One of the most admirable features of uncontrolled corporate Capitalism was the "company town." The corporation offered almost all available jobs, owned all of the housing, and ran most of the services (like food stores). Wages were kept so low that virtually nothing was left over after rents were paid, clothes were purchased, and children fed. Hours of labor were often six days per week for up to 12 hours per day. Children frequently had to work in the factories or mines just to keep the family going. The only restraint on corporations was to pay enough so that workers did not die in massive numbers. Meanwhile, few safety precautions were taken and workers died in accidents on a daily basis. 

This was not only a system with no regulation of industry; it was a system in which government supported industry. Workers who threatened to rebel or strike were taken out by police or military and either shot dead or put up for trial in judicial systems that were heavily oriented toward the corporations. Corporations simply owned government --- local, state, and Federal. Today, as we watch billionaires literally gushing money into support of Romney, it is easy to believe that we are headed back to the good old days in which business owns government and 99% of other people pay for it with their lives. 

What continues to boggle the imagination is why 50% of Americans will continue to vote for something like this when it is so enormously contrary to their own interests. I can only think that the reason for Republican success is their ability to hide behind the weird mask of "social issues" --- anti-abortion, anti-sex-education, anti-evolution, anti-science, and anti-gay-rights --- so that people don't look beyond to that paradise of starvation-level employment, social impotence, and child labor.

Thursday, June 7, 2012

Some lessons gained in Wisconsin


Scott Walker and his ilk can win no matter how outrageous he behaves so long as he can out-spend his adversaries 8-to-1. And where did all that money come from? Certainly not from Wisconsin. There are super-rich people out there (like the Koch brothers) who are buying up political power all over the country.

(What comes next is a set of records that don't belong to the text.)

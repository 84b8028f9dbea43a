use std::sync::Arc;

use anyhow::{Context, Result};
use tracing::info;

use backend_application::AppState;
use backend_domain::ports::TableStore;
use backend_domain::StoreBackend;
use backend_infrastructure::{AppConfig, FileBatchSource, InMemoryStore, RestStore};

pub struct AppContext {
    pub state: AppState,
}

impl AppContext {
    pub fn new(config: &AppConfig) -> Result<Self> {
        let runtime_config = config.to_runtime_config();
        let store_config = config.to_store_config();

        let store: Arc<dyn TableStore> = match store_config.backend {
            StoreBackend::Memory => {
                info!("using in-memory store, data is lost on exit");
                Arc::new(InMemoryStore::new())
            }
            StoreBackend::Rest => {
                info!(url = %store_config.url, "using REST table store");
                Arc::new(
                    RestStore::new(&store_config)
                        .with_context(|| format!("failed to build store client for {}", store_config.url))?,
                )
            }
        };
        let batch_source = Arc::new(FileBatchSource::new(&runtime_config.batch_import_path));

        Ok(Self {
            state: AppState::new(runtime_config, store, batch_source),
        })
    }
}
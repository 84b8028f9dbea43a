use std::io::Read;

use anyhow::Result;
use axum::http::{header, HeaderMap};
use flate2::read::GzDecoder;

use backend_domain::RuntimeConfig;

/// Open when no `api_token` is configured, otherwise a matching bearer token
/// is required.
pub fn authorize(config: &RuntimeConfig, headers: &HeaderMap) -> bool {
    if let Some(api_token) = &config.api_token {
        return extract_bearer(headers)
            .map(|v| v == *api_token)
            .unwrap_or(false);
    }
    true
}

/// Request body as text, inflated first when sent with `Content-Encoding: gzip`.
pub fn decode_body(headers: &HeaderMap, body: &[u8]) -> Result<String> {
    if let Some(encoding) = headers.get(header::CONTENT_ENCODING) {
        if encoding.to_str().unwrap_or("").eq_ignore_ascii_case("gzip") {
            let mut decoder = GzDecoder::new(body);
            let mut out = String::new();
            decoder.read_to_string(&mut out)?;
            return Ok(out);
        }
    }
    Ok(String::from_utf8(body.to_vec())?)
}

fn extract_bearer(headers: &HeaderMap) -> Option<String> {
    let value = headers.get(header::AUTHORIZATION)?.to_str().ok()?.trim();
    let token = value.strip_prefix("Bearer ")?.trim();
    if token.is_empty() {
        return None;
    }
    Some(token.to_string())
}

But money doesn't do everything. Unions have over-stretched their demands and power and now people are down on them. That's a shame because history well documents the fact that unions are necessary in order to give workers a fighting chance against raw Capitalism. Unfortunately, we seem to be in a position of re-living history every century or so because most people do not learn history anymore. Probably half the people alive today were born after the Vietnam War. There is no memory of how labor was treated back in the late 19th Century.

Another fact is that wealthy conservatives are buying up political power in the states. They have not given up on the Federal government but they have realized that they can do a great deal of their damage through control of the states. Look at what has been happening to women's issues around the country, especially in Southern states where this strategy has been successful.

In an odd sort of way, what is happening now is a violation of the old conservative principle of "states rights." Except that it is not the Federal government that is intervening in self-determination of the states. It is big money from out-of-state. What would have happened in Wisconsin had the people of the state been able to exercise their own political choice without the intervention of foreign economic and political power?